Behind-the-Photo: Elakala Falls

Photography is more than just the 'click' - there is a lot of planning and editing required to make a spectacular photograph. I recently posted about my revisit to Blackwater Falls State Park in West Virginia, where I photographed Elakala Falls. This photograph was particularly difficult to create, so I wanted to deconstruct the image into its raw parts and share the creation process with you. It's like a chef showing you the recipe...

PS - this technique is *exactly* the same as the technique I used to create this waterfall photograph at Great Falls. Once you know the technique, you can apply it anywhere!

The Equipment

Obviously the first step to taking a photograph like this is having the correct equipment. The basis of this image is a long exposure at the base of a waterfall, which requires two fundamental pieces of gear: a tripod and neutral density filter.

In this case, I was using my Leica SL and Leica 24-90mm lens. I use a Really Right Stuff L-bracket on the Leica SL and mounted that via an Acratech GP bullhead with leveling base to my Gitzo tripod. I use a funny combination of filters and mounts for my neutral density filter - it is greatly oversized for this lens, but that results in no vignetting, which can be a problem with filters. Here's a quick iPhone photo of me with my gear for the day (note the boots so I can stand in the water):

So, to recap, we have the following equipment in use on this photograph:

The Secret Sauce

There are two secrets to this photograph: 1) the neutral density filter and 2) the leveling base. Let's explore why...

To create the flowing water effect and the swirl in the bottom of the image, I need to take a long photograph. That long image exposure will allow the sensor to see things - like the swirls - that are not really perceptible with the human eye. It takes some practice to spot things like the pools of water that will swirl in a long exposure, but it is doable with the naked eye. Anyway, in daylight, the only way to get the camera to take a long photograph and not have the image washed out is by putting a pair of sunglasses on the camera - known as a neutral density filter. Like sunglasses, this darkens what the camera sensor sees, and thereby makes the exposure time required to get a properly exposed image longer. I stacked two filters to give a really dark effect - resulting in exposures of over a minute.

Not all tripods are created equal, and this photograph is a great example for why investing in good gear matters. I knew this was going to be a panorama, and the only way to ensure a level plane as you rotate the camera is with a leveling base. Let's explore.... Set up your tripod in your house and purposefully make it a little uneven by putting a book under one leg of the tripod. You can remove that un-level-ness by making the ball head level. But now if you loosen the rotation on the tripod head and move the head left to right, you'll see that the head doesn't stay level.
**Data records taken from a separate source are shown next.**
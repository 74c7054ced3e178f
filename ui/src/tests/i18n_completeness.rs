use std::collections::{BTreeMap, BTreeSet};
use std::fs;
use std::path::{Path, PathBuf};

const FTL_FILENAME: &str = "void_ui.ftl";
const I18N_DIR: &str = "i18n";

/// Message ids defined in a Fluent file (`id = ...` lines; comments,
/// attributes and terms skipped).
fn parse_ftl_keys(content: &str) -> BTreeSet<String> {
    content
        .lines()
        .map(str::trim)
        .filter(|line| !line.is_empty() && !line.starts_with(['#', '-', '.']))
        .filter_map(|line| line.split_once('='))
        .map(|(id, _)| id.trim())
        .filter(|id| !id.is_empty() && id.chars().all(valid_key_char))
        .map(str::to_string)
        .collect()
}

fn valid_key_char(c: char) -> bool {
    matches!(c, 'a'..='z' | '0'..='9' | '-')
}

/// Literal first arguments of every `t!("...")` call under `root`.
fn referenced_keys(root: &Path) -> BTreeSet<String> {
    let needle = "t!(\"";
    let mut found = BTreeSet::new();
    let mut stack = vec![root.to_path_buf()];

    while let Some(path) = stack.pop() {
        if path.is_dir() {
            if let Ok(entries) = fs::read_dir(&path) {
                stack.extend(entries.flatten().map(|e| e.path()));
            }
            continue;
        }
        if path.extension().and_then(|s| s.to_str()) != Some("rs") {
            continue;
        }
        let Ok(content) = fs::read_to_string(&path) else {
            continue;
        };
        let mut rest = content.as_str();
        while let Some(pos) = rest.find(needle) {
            rest = &rest[pos + needle.len()..];
            if let Some(end) = rest.find('"') {
                let key = &rest[..end];
                if !key.is_empty() && key.chars().all(valid_key_char) {
                    found.insert(key.to_string());
                }
                rest = &rest[end..];
            }
        }
    }

    found
}

fn locale_dirs(i18n_root: &Path) -> Vec<String> {
    let mut dirs: Vec<String> = fs::read_dir(i18n_root)
        .map(|entries| {
            entries
                .flatten()
                .filter(|e| e.path().is_dir())
                .filter_map(|e| e.file_name().to_str().map(str::to_string))
                .filter(|name| name.contains('-'))
                .collect()
        })
        .unwrap_or_default();
    dirs.sort();
    dirs
}

#[test]
fn i18n_completeness() {
    let crate_root = PathBuf::from(env!("CARGO_MANIFEST_DIR"));
    let i18n_root = crate_root.join(I18N_DIR);

    let fallback_file = i18n_root.join("en-US").join(FTL_FILENAME);
    let fallback_content =
        fs::read_to_string(&fallback_file).expect("Failed to read fallback FTL file");
    let fallback_keys = parse_ftl_keys(&fallback_content);
    assert!(
        !fallback_keys.is_empty(),
        "No message keys parsed from fallback FTL: {fallback_file:?}"
    );

    let referenced = referenced_keys(&crate_root.join("src"));
    let missing_in_fallback: Vec<_> = referenced.difference(&fallback_keys).cloned().collect();
    assert!(
        missing_in_fallback.is_empty(),
        "Referenced translation keys missing in fallback:\n{}",
        missing_in_fallback.join("\n")
    );

    let mut per_locale_missing: BTreeMap<String, Vec<String>> = BTreeMap::new();
    for locale in locale_dirs(&i18n_root) {
        let path = i18n_root.join(&locale).join(FTL_FILENAME);
        let content = fs::read_to_string(&path)
            .unwrap_or_else(|_| panic!("Locale {locale} missing expected file {path:?}"));
        let missing: Vec<_> = fallback_keys
            .difference(&parse_ftl_keys(&content))
            .cloned()
            .collect();
        if !missing.is_empty() {
            per_locale_missing.insert(locale, missing);
        }
    }

    if !per_locale_missing.is_empty() {
        let mut report = String::from("Locales with missing translations relative to fallback:\n");
        for (loc, miss) in &per_locale_missing {
            report.push_str(&format!("  {loc} ({} missing)\n", miss.len()));
            for k in miss {
                report.push_str(&format!("    {k}\n"));
            }
        }
        panic!("{report}");
    }
}

#[test]
fn parser_skips_comments_and_attributes() {
    let keys = parse_ftl_keys("# comment\n## group\nnav-home = Home\n    .title = Hover\n-brand = Void\n");
    assert_eq!(keys.into_iter().collect::<Vec<_>>(), vec!["nav-home"]);
}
A levelling base sits below the ball head on the tripod. Once you level that, you can rotate the ball head portion and the whole things stays flat. Compared to the price of a great tripod and head, the leveling base is cheap, and it's a must have if you plan to shoot panoramas.

Planning the Shot

The goal was to get a swirl of water at the base of the waterfall - the trick was how. I walked around the falls taking some test shots for a few minutes before eying this pool of water. I knew it'd be prefer to make my swirl, so I setup my tripod. 

Unfortunately, there was no way I could get the image I had in my head in a single capture. The 24mm focal length of my lens meant I'd have to aim down toward the pool of water, and I wanted the image to feel more straight on. Thankfully there is a solution to this problem - shoot the image as a vertical panorama.

When most people think of making a panorama, they mistakenly orient their camera horizontally because they want the final image to be wide. But you actually get a better final product by taking vertically oriented images and stitching those together to get a wide final image (see photos below to illustrate this point).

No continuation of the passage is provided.